==== Given records

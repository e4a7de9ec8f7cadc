use crate::config::Config;
use anyhow::Result;
use clap::Args;
use colored::Colorize;
use sprig_compiler::DirectiveRegistry;
use sprig_parser::{
    has_interpolation, parse_expression, parse_for_clause, parse_markup, parse_statements, parse_template,
    parse_var_bindings, Delimiters, MarkupNode, ParseError,
};
use std::fs;
use std::path::{Path, PathBuf};
use walkdir::WalkDir;

#[derive(Args, Debug)]
pub struct CheckArgs {
    /// Template file or directory (defaults to the template directory)
    pub input: Option<PathBuf>,

    /// Also list files without problems
    #[arg(short, long)]
    pub verbose: bool,
}

/// How an attribute value is parsed
#[derive(Debug, Clone, Copy, PartialEq)]
enum ValueKind {
    Expression,
    Statements,
    ForClause,
    VarBindings,
    Template,
    Plain,
}

/// One problem found in a template
#[derive(Debug)]
pub struct Finding {
    pub message: String,
    pub report: Option<String>,
    pub error: bool,
}

impl Finding {
    fn error(message: String, report: String) -> Self {
        Self {
            message,
            report: Some(report),
            error: true,
        }
    }

    fn warning(message: String) -> Self {
        Self {
            message,
            report: None,
            error: false,
        }
    }
}

pub fn check(args: CheckArgs, config: &Config, cwd: &Path) -> Result<()> {
    let input = match &args.input {
        Some(path) => cwd.join(path),
        None => config.template_dir(cwd),
    };
    println!("🔍 {} Sprig templates", "Checking".green().bold());
    println!("   Input: {}", input.display());
    println!();

    let files = if input.is_file() {
        vec![input.clone()]
    } else if input.is_dir() {
        find_templates(&input)
    } else {
        return Err(anyhow::anyhow!("Input path does not exist: {}", input.display()));
    };

    let directives = DirectiveRegistry::new();
    let mut errors = 0;
    let mut warnings = 0;
    for file in &files {
        let source = fs::read_to_string(file)?;
        let findings = check_source(&source, &directives);
        if findings.is_empty() {
            if args.verbose {
                println!("   {} {}", "✓".green(), file.display());
            }
            continue;
        }

        println!("   {} {}", "✗".red(), file.display());
        for finding in findings {
            if finding.error {
                errors += 1;
                println!("     {} {}", "error:".red().bold(), finding.message);
            } else {
                warnings += 1;
                println!("     {} {}", "warning:".yellow().bold(), finding.message);
            }
            if let Some(report) = finding.report {
                eprintln!("{}", report);
            }
        }
    }

    println!();
    println!("   Files checked: {}", files.len());
    if warnings > 0 {
        println!("   {} {}", "Warnings:".yellow(), warnings);
    }
    if errors > 0 {
        println!("   {} {}", "Errors:".red(), errors);
        return Err(anyhow::anyhow!("{} template error(s)", errors));
    }
    println!("✨ {}", "No errors".green().bold());
    Ok(())
}

fn find_templates(dir: &Path) -> Vec<PathBuf> {
    let mut files: Vec<PathBuf> = WalkDir::new(dir)
        .into_iter()
        .filter_map(|entry| entry.ok())
        .filter(|entry| entry.file_type().is_file())
        .map(|entry| entry.into_path())
        .filter(|path| path.extension().is_some_and(|ext| ext == "html"))
        .collect();
    files.sort();
    files
}

/// Parse the markup and every directive, binding and interpolation in it
pub fn check_source(source: &str, directives: &DirectiveRegistry) -> Vec<Finding> {
    let markup = match parse_markup(source) {
        Ok(markup) => markup,
        Err(err) => return vec![Finding::error(err.to_string(), err.report(source))],
    };

    let mut checker = Checker {
        source,
        directives,
        findings: Vec::new(),
        cursor: 0,
    };
    checker.visit_all(&markup, Delimiters::MUSTACHE);
    checker.findings
}

struct Checker<'a> {
    source: &'a str,
    directives: &'a DirectiveRegistry,
    findings: Vec<Finding>,
    /// Search start for locating attribute values, advanced in document order
    cursor: usize,
}

impl Checker<'_> {
    fn visit_all(&mut self, nodes: &[MarkupNode], delimiters: Delimiters) {
        for node in nodes {
            self.visit(node, delimiters);
        }
    }

    fn visit(&mut self, node: &MarkupNode, delimiters: Delimiters) {
        match node {
            MarkupNode::Element {
                tag,
                attributes,
                children,
            } => {
                let mut raw = false;
                for (name, value) in attributes {
                    if name == ":skip" || name == ":pre" {
                        raw = true;
                    }
                    self.check_attribute(tag, name, value);
                }
                if raw {
                    return;
                }
                let inner = if tag == "style" {
                    Delimiters::STYLE
                } else {
                    delimiters
                };
                self.visit_all(children, inner);
            }
            MarkupNode::Text { content } if has_interpolation(content, delimiters) => {
                if let Err(err) = parse_template(content, delimiters) {
                    self.report(format!("in text `{}`", content.trim()), content, err);
                }
            }
            _ => {}
        }
    }

    fn check_attribute(&mut self, tag: &str, name: &str, value: &str) {
        let kind = match self.classify(name) {
            Ok(kind) => kind,
            Err(message) => {
                self.findings
                    .push(Finding::warning(format!("{} on <{}>", message, tag)));
                return;
            }
        };

        let result = match kind {
            ValueKind::Expression => parse_expression(value).map(|_| ()),
            ValueKind::Statements => parse_statements(value).map(|_| ()),
            ValueKind::ForClause => parse_for_clause(value).map(|_| ()),
            ValueKind::VarBindings => parse_var_bindings(value).map(|_| ()),
            ValueKind::Template if has_interpolation(value, Delimiters::MUSTACHE) => {
                parse_template(value, Delimiters::MUSTACHE).map(|_| ())
            }
            ValueKind::Template | ValueKind::Plain => Ok(()),
        };
        if let Err(err) = result {
            self.report(format!("in {}=\"{}\" on <{}>", name, value, tag), value, err);
        }
    }

    fn classify(&self, name: &str) -> Result<ValueKind, String> {
        let Some(prefix) = name.chars().next() else {
            return Ok(ValueKind::Plain);
        };
        let rest = &name[prefix.len_utf8()..];
        let kind = match prefix {
            '@' => ValueKind::Statements,
            '$' | '!' | '.' => ValueKind::Expression,
            ':' => match rest {
                "for" => ValueKind::ForClause,
                "var" => ValueKind::VarBindings,
                "if" | "elseif" | "show" | "html" | "text" | "checked" | "model" | "state" => ValueKind::Expression,
                "exec" | "submit" => ValueKind::Statements,
                "else" | "elserouter" | "routerelse" => ValueKind::Plain,
                other => match self.directives.lookup(other) {
                    Some(_) => ValueKind::Plain,
                    None => return Err(format!("unknown directive :{}", other)),
                },
            },
            _ => ValueKind::Template,
        };
        Ok(kind)
    }

    /// Record `err`, rendered against the whole file when `fragment` can be found in it
    fn report(&mut self, message: String, fragment: &str, err: ParseError) {
        let found = self.source[self.cursor..].find(fragment).map(|i| i + self.cursor);
        let report = match found {
            Some(base) => {
                self.cursor = base;
                err.clone().offset_by(base).report(self.source)
            }
            None => err.report(fragment),
        };
        self.findings
            .push(Finding::error(format!("{}: {}", message, err), report));
    }
}

#[cfg(test)]
mod tests {
    use super::*;

    fn findings(source: &str) -> Vec<Finding> {
        check_source(source, &DirectiveRegistry::new())
    }

    #[test]
    fn test_clean_template() {
        let source = r#"<ul><li :for="x, i of items" @click="pick(x)" .active="i == 0">{{ x.name#upper }}</li></ul>
<form :submit="save()"><input :model="user.email" :validate="required email"></form>
<p :router="/^/post/\d+$/">post</p><p :routerelse>home</p>"#;
        assert!(findings(source).is_empty());
    }

    #[test]
    fn test_bad_expression_is_reported() {
        let found = findings(r#"<p :if="a &&">x</p>"#);
        assert_eq!(found.len(), 1);
        assert!(found[0].error);
        assert!(found[0].message.contains(":if"));
    }

    #[test]
    fn test_bad_interpolation_in_text() {
        let found = findings("<p>{{ 1 + }}</p>");
        assert_eq!(found.len(), 1);
        assert!(found[0].message.contains("in text"));
    }

    #[test]
    fn test_unknown_directive_is_a_warning() {
        let found = findings(r#"<p :sparkle="yes">x</p>"#);
        assert_eq!(found.len(), 1);
        assert!(!found[0].error);
        assert!(found[0].message.contains(":sparkle"));
    }

    #[test]
    fn test_skipped_subtree_is_not_checked() {
        assert!(findings("<div :skip><p>{{ 1 + }}</p></div>").is_empty());
    }

    #[test]
    fn test_style_uses_percent_delimiters() {
        assert!(findings("<style>p { color: {% tone %}; }</style>").is_empty());
        assert_eq!(findings("<style>p { color: {% tone + %}; }</style>").len(), 1);
    }

    #[test]
    fn test_markup_error() {
        let found = findings("<p><!-- open");
        assert_eq!(found.len(), 1);
        assert!(found[0].report.is_some());
    }

    #[test]
    fn test_finds_html_files() {
        let dir = tempfile::tempdir().unwrap();
        fs::create_dir_all(dir.path().join("nested")).unwrap();
        fs::write(dir.path().join("a.html"), "<p></p>").unwrap();
        fs::write(dir.path().join("nested/b.html"), "<p></p>").unwrap();
        fs::write(dir.path().join("notes.txt"), "").unwrap();
        assert_eq!(find_templates(dir.path()).len(), 2);
    }
}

========

_Exercise objective_
Which lines of the records above hold the word "entry"? Copy each of them.

_Response to the exercise_
        .filter_map(|entry| entry.ok())
        .filter(|entry| entry.file_type().is_file())
        .map(|entry| entry.into_path())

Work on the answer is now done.